Speakers and amplifiers show audiophiles are confused.


An audiophile buys a pair of speakers for $50K or $100K then asks what amps make them sound best. That’s about as smart as marrying a girl without knowing her personality. What are the specs that will insure your expensive new speakers and amps will work optimality with each other? There’s got to be an app for that, well no there isn’t because there are too many variables and companies don’t present their specs in a standard ways. Why is it that speaker and amplifier manufactures don’t recommend specific amps for their speakers? Beyond power, impedance, and making your own crossovers how do you choose amplifiers to get all the potential out of your speakers?

128x128donavabdear

Showing 23 responses by kota1

For $50K+ I can figure out a room NP and worry about the speakers later 😎

 

An audiophile buys a pair of speakers for $50K or $100K then asks what amps make them sound best.

If anyone is buying speakers that cost $50K+ they likely thought long and hard about a matching amp before banging their plastic.

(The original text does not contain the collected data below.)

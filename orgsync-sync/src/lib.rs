//! # orgsync-sync
//!
//! Fetch a sheet's CSV export, shape it, and write the JSON output file.
//!
//! Call [`pipeline::run`] with a [`SourceConfig`] resolved once at the binary
//! boundary; everything below it takes its inputs as arguments.

pub mod config;
pub mod delegate;
pub mod diff;
pub mod error;
pub mod fetch;
pub mod logging;
pub mod pipeline;
pub mod writer;

pub use config::{FileConfig, SourceConfig};
pub use diff::{diff_output, OutputDiff};
pub use error::SyncError;
pub use pipeline::{SyncOptions, SyncReport};
pub use writer::WriteResult;
//! Volunteer assignment sheet → `{ "<normalized name>": assignment }`.

use serde::Serialize;

use crate::keyed::{name_key, ByName, Entry, FIRST_NAME, LAST_NAME};
use crate::types::{Dataset, Record};

const SITE: &[&str] = &["Site", "site"];
const GROUP: &[&str] = &["Organization/RSO", "Organization", "RSO", "group"];
const CREW_LEADER: &[&str] = &["Delegate", "Crew Leader", "crew leader", "crew"];

#[derive(Debug, Clone, PartialEq, Eq, Serialize)]
#[serde(rename_all = "camelCase")]
pub struct Assignment {
    pub first: String,
    pub last: String,
    pub site: String,
    pub group: String,
    pub crew_leader: String,
}

impl Assignment {
    /// `None` when the row lacks a first name, last name or site.
    pub fn from_record(record: &Record) -> Option<Self> {
        let first = record.lookup(FIRST_NAME);
        let last = record.lookup(LAST_NAME);
        let site = record.lookup(SITE);
        if first.is_empty() || last.is_empty() || site.is_empty() {
            return None;
        }
        Some(Self {
            first: first.to_owned(),
            last: last.to_owned(),
            site: site.to_owned(),
            group: record.lookup(GROUP).to_owned(),
            crew_leader: record.lookup(CREW_LEADER).to_owned(),
        })
    }

    pub fn key(&self) -> String {
        name_key(&self.first, &self.last)
    }
}

pub type AssignmentEntry = Entry<Assignment>;

/// Assignments keyed by normalized name, in first-seen order.
pub type Assignments = ByName<Assignment>;

pub fn build_assignments(dataset: &Dataset) -> Assignments {
    dataset
        .iter()
        .filter_map(Assignment::from_record)
        .map(|item| (item.key(), item))
        .collect()
}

I think you asked the wrong question. The bigger problem is matching the speakers to the room, placing them, getting the room treated and dialed in, and of course doing this all with WAF, not the amp.

 

I once bought a Parasound amp and called the manufacturer for speaker recommendations. Richard Schram (owner) spent about 20 min with me discussing the speakers they use at shows, what he uses, etc. Great experience.

@donavabdear then one of you smart people would say here it is a, b, c, d.

Are you saying the rest of us are not smart? That is a bit condescending no? Amp pairing just isn’t the problem you make it out to be. I gave you a great amp to bi-amp your Paradigms and you seem happy with the one you have, NP. I recommended an active speaker over the passives but you seem happy with your current speakers, NP. Everyone in this hobby goes through a similar process, I have seen very few threads of someone with a pair of luxury speakers that had trouble matching an amp. I think room acoustics are a far more common problem.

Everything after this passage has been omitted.